For a Game Boy Advance game it hits hard early on and I think I was really caught off guard by that.
@"marlfuchs2"#p38839 One of my favourite games, I revisit it everytime I think I've forgotten about it almost. It's a shame that there haven't been any more Wario games in that style since.
I started playing Code Vein yesterday and spent at least an hour on the character creation. I am a short guy and my go-to in character creators is short woman with wild hair and several notable accessories, I'm pretty happy with how mine turned out.
I've only done bits of the first area and it seems to be pretty easy-going on the difficulty so far - much less tense than Nioh, for example, and less fluid for that matter too, but I'm having a good time. The only downside is that the tutorial throws everything at you in one go and there's a lot to take in from the get-go and I feel like it's going to take a while for the various systems and mechanics to click for me.
@āyesoā#p38803 Really cool to find abandoned building X and discovering the aproximate date by which it was abandoned by looking at a wall calendar or checking an old newspaper dropped anywhere. Glad you are enjoying it!
You know how a lot of people say Outer Wilds is like a metroidvania, but with knowledge instead of upgrades? Well, this game is like if Outer Wilds _was_ a metroidvania.
The planet explodes in 20 minutes. You are a cool robot that can see the near future and can rewind time on the spot like Braid. You can also rewind back to an earlier save point, but keep the upgrades you got! However, "physical" objects like switches will reset.
The game has an issue with lagging (funnily enough, if the lag makes you miss a jump you can rewind and you'll probably be fine) and there's a VERY high precision maneuver you have to do near the end that I had to look up, even though I had the right idea. I just wasn't standing on the right pixel, or the game was being inconsistent.
Other than that, really enjoyed the game! Took me 5 hours.
I burned many hours yesterday digging around to find versions of Lode Runner: The Legend Returns, which was the game my neighbors down the street had on their dope-ass full-color-display Quadra with a CD drive, when I was living my monochrome SE-30 life. I spent a lot of time playing this game throughout childhood.
In this exploration I realized that there is a PS1 version of the legend returns, which includes the set of stages from the Japan-exclusive PS1 game Lode Runner Extra.

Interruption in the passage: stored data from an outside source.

//! Download error type.

use std::io;
use std::path::{Path, PathBuf};

use super::task::InvalidTransition;

/// Why a download failed. Cancellation is not an error; see `DownloadOutcome`.
#[derive(Debug, thiserror::Error)]
pub enum DownloadError {
    /// URL could not be parsed or uses a scheme other than http/https. No I/O happened.
    #[error("invalid URL {url:?}: {reason}")]
    InvalidUrl { url: String, reason: String },
    #[error("buffer size must be positive")]
    InvalidBufferSize,
    /// Curl reported an error (DNS, connection reset, timeout, body cut short).
    #[error("transport: {0}")]
    Transport(#[from] curl::Error),
    /// Final response had a non-2xx status.
    #[error("HTTP {0}")]
    Http(u32),
    /// Destination could not be created or written (permissions, disk full).
    #[error("{}: {source}", path.display())]
    Io {
        path: PathBuf,
        #[source]
        source: io::Error,
    },
    /// No `Content-Length` and the downloader was told to require one.
    #[error("server did not report a content length")]
    SizeUnknown,
    #[error("truncated body: expected {expected} bytes, got {received}")]
    Truncated { expected: u64, received: u64 },
    #[error("body longer than declared: expected {expected} bytes, got at least {received}")]
    Overrun { expected: u64, received: u64 },
    #[error(transparent)]
    State(#[from] InvalidTransition),
}

impl DownloadError {
    pub(crate) fn io(path: &Path, source: io::Error) -> Self {
        DownloadError::Io {
            path: path.to_path_buf(),
            source,
        }
    }

    /// Errors raised before any network or file I/O.
    pub fn is_usage_error(&self) -> bool {
        matches!(
            self,
            DownloadError::InvalidUrl { .. } | DownloadError::InvalidBufferSize
        )
    }
}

In attempting to track down a working PC copy of The Legend Returns (which is publicly posted by the creator, but not compatible with 64 bit systems), I discovered that Lode Runner Online (e.g. the legend returns but with bonus levels and online stuff, the computers in the back of my middle school math class had it) has been completely re-written, is completely free, includes all stages from versions listed above, and simply works - both online and with controller support. Pinged an old friend from those times and played for a few hours on online multiplayer, with not terrible lag in spite of me connecting across the pacific. Pinned posts within the associated discord reveal hundreds, if not thousands, of levels in puzzle packs.
@āSyzygyā#p38877 Things are definitely beginning to click for me after playing more last night. I actually have a grasp of how all the gifts work now. Looking back, the tutorial was fine but between the terminology and the volume of information it throws at you in such a short space of time it did feel a little discouraging.